*** DATA EXTRACT ***

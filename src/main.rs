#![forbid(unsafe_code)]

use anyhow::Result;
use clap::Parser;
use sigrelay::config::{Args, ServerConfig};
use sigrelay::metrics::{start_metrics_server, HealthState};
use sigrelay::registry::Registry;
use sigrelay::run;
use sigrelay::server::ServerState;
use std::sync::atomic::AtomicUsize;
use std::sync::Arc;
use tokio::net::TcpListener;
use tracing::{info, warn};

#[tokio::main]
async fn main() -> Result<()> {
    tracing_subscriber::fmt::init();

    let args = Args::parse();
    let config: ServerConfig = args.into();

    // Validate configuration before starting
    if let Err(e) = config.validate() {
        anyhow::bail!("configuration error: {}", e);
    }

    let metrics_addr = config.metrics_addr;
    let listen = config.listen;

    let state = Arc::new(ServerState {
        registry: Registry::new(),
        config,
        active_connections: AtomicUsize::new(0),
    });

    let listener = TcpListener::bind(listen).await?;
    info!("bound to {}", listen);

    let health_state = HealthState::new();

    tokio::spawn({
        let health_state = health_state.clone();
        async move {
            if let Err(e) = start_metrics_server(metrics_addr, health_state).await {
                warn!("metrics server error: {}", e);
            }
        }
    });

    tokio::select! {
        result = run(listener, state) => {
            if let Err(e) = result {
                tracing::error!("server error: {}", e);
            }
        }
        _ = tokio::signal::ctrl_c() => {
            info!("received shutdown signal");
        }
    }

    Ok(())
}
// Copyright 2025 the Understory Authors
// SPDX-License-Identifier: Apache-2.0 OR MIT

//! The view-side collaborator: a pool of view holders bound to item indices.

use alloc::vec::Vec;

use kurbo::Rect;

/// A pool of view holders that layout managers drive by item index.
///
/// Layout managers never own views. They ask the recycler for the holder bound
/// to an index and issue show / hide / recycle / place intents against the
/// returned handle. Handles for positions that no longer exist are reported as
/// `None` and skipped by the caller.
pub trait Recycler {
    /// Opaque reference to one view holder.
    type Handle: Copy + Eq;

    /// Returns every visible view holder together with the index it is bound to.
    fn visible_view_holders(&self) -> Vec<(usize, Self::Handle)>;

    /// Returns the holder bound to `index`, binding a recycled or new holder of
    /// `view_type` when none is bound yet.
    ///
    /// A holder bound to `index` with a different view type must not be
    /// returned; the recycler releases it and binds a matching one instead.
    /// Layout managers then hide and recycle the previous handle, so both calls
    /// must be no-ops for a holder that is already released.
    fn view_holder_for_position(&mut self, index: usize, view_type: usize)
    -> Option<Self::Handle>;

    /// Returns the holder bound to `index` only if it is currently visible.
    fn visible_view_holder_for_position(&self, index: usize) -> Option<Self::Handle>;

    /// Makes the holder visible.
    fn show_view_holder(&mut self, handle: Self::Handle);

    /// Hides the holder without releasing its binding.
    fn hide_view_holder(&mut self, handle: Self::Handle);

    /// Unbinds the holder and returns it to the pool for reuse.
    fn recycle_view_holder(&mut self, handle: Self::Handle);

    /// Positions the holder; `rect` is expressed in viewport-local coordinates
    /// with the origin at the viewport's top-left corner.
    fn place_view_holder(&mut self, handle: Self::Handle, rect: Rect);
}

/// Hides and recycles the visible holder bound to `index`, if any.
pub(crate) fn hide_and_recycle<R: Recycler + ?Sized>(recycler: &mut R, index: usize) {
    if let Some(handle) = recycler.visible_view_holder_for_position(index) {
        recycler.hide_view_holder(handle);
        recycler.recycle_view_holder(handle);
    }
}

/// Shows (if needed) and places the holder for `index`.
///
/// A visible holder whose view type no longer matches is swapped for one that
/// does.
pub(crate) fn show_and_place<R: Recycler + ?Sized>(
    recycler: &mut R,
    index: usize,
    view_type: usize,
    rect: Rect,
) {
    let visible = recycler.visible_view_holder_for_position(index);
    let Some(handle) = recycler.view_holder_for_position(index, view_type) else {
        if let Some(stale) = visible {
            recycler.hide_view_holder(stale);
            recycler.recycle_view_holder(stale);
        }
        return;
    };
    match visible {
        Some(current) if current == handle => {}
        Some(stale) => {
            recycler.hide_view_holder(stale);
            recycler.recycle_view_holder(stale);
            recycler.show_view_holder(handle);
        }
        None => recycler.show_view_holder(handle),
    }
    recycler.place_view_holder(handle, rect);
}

*** End of DATA EXTRACT ***
*** DATA EXTRACT ***

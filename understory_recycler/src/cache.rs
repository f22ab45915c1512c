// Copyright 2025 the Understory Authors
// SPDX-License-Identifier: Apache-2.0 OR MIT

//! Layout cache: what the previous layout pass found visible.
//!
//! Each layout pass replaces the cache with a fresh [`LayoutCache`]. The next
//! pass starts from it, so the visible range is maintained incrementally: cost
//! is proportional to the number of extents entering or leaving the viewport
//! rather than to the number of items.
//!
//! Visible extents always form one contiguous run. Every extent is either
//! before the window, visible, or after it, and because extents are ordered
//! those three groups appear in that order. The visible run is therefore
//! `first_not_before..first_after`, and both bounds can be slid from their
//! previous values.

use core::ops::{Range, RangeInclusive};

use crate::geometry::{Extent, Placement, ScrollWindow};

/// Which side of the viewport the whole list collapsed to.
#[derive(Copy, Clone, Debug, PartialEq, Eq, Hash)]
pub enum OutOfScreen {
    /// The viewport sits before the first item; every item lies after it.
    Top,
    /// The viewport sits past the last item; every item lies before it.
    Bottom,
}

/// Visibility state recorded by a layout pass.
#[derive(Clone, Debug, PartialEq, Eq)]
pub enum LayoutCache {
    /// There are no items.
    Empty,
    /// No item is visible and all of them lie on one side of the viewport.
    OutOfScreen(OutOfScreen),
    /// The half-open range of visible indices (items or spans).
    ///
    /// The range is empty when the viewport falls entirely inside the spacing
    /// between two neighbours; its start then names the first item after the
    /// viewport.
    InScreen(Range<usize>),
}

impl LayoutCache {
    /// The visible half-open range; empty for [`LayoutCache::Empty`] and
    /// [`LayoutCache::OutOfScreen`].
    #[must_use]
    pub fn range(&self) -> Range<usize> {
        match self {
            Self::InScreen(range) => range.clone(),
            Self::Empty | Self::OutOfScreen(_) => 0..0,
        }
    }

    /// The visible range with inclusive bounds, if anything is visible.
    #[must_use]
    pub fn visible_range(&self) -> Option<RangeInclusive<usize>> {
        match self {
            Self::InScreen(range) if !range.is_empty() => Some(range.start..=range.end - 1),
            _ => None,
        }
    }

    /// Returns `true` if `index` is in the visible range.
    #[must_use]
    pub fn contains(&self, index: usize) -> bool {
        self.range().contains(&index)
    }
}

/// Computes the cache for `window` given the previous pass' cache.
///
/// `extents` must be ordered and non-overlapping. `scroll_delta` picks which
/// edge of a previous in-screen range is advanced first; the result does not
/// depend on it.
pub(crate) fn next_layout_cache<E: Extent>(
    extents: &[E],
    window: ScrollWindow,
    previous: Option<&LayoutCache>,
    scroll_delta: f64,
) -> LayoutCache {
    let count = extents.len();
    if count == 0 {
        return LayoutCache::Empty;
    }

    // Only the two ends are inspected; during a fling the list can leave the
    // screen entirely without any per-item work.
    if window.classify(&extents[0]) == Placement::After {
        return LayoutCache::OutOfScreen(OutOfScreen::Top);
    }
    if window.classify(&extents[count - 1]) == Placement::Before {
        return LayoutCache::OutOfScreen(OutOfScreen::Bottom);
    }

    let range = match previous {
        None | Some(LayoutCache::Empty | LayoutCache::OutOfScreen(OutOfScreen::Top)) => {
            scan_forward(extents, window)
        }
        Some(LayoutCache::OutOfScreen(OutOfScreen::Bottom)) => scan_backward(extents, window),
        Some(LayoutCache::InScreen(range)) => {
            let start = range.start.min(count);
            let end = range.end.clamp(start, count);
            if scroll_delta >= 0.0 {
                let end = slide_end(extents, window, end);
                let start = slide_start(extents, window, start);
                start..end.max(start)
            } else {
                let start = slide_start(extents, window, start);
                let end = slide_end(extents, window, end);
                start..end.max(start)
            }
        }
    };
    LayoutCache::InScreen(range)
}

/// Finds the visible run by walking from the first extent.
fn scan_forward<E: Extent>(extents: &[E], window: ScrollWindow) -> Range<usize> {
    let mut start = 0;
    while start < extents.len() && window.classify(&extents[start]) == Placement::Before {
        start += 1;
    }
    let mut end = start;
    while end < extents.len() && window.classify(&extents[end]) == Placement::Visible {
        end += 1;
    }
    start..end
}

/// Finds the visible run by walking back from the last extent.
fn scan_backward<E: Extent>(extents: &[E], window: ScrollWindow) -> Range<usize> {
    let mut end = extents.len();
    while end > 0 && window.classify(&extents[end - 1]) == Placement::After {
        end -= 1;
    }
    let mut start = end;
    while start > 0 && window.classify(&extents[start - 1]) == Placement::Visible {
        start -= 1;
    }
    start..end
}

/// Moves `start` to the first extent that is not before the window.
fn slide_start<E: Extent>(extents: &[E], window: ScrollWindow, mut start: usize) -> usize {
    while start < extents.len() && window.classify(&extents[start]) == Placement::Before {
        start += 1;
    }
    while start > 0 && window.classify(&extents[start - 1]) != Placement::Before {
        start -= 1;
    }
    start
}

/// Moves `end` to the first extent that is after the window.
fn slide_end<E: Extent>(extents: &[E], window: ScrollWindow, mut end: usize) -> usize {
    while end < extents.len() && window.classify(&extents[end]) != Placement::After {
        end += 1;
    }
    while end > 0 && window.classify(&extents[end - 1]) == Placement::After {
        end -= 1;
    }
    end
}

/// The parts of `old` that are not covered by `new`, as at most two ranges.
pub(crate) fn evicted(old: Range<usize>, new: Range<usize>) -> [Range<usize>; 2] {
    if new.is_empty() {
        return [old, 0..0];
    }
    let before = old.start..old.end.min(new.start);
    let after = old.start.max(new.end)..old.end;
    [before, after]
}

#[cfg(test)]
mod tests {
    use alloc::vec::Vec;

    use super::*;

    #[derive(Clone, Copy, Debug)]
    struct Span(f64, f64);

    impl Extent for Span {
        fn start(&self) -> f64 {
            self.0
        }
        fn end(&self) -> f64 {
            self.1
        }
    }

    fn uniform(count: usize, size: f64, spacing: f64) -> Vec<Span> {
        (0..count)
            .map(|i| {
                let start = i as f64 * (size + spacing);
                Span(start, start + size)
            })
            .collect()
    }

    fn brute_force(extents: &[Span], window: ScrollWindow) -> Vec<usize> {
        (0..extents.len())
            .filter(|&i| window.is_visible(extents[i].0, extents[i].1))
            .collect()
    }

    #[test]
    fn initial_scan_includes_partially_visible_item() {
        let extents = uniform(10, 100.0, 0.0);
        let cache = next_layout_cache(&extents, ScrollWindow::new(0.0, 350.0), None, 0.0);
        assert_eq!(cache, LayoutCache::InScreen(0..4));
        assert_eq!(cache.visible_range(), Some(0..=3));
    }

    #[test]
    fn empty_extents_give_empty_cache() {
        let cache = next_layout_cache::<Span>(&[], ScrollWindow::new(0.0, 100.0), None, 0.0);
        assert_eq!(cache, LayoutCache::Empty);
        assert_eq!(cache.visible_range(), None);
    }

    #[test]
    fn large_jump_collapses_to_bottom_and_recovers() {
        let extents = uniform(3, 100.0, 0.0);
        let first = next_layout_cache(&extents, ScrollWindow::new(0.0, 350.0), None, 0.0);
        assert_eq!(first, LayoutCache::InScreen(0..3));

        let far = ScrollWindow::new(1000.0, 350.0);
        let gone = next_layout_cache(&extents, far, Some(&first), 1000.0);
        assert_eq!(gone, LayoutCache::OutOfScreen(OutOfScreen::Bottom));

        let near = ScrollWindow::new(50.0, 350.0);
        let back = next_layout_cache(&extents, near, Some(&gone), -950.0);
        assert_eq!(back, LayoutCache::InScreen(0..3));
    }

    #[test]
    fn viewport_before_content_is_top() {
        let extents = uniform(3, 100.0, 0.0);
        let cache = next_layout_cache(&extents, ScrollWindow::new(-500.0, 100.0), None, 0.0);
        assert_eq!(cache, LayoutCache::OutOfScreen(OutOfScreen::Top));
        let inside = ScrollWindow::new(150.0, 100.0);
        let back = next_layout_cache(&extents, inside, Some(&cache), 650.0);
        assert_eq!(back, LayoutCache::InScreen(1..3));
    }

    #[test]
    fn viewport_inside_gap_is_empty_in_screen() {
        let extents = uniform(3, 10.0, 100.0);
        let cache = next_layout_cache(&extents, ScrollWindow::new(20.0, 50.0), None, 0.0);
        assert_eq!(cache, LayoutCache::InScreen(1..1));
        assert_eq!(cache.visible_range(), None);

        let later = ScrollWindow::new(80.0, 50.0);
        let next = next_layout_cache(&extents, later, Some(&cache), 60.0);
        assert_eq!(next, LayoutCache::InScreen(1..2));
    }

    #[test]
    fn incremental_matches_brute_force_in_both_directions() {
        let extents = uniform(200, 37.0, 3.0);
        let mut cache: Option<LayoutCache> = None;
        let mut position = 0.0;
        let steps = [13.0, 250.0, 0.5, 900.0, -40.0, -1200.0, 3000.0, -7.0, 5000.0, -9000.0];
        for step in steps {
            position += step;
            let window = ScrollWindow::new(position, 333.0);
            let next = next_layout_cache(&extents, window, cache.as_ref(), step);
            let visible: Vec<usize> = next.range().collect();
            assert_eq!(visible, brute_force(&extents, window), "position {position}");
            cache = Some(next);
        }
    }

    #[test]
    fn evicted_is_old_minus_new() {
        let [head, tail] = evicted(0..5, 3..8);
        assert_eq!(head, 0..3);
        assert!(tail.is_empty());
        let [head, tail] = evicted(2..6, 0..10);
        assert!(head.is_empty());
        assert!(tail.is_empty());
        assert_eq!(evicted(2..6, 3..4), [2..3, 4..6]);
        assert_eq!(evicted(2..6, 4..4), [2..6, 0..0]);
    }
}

*** End of DATA EXTRACT ***

When the word "bounds" shows up in a line of the entries, report that line.

REPLY TO THE TASK:
//! `first_not_before..first_after`, and both bounds can be slid from their
    /// The visible range with inclusive bounds, if anything is visible.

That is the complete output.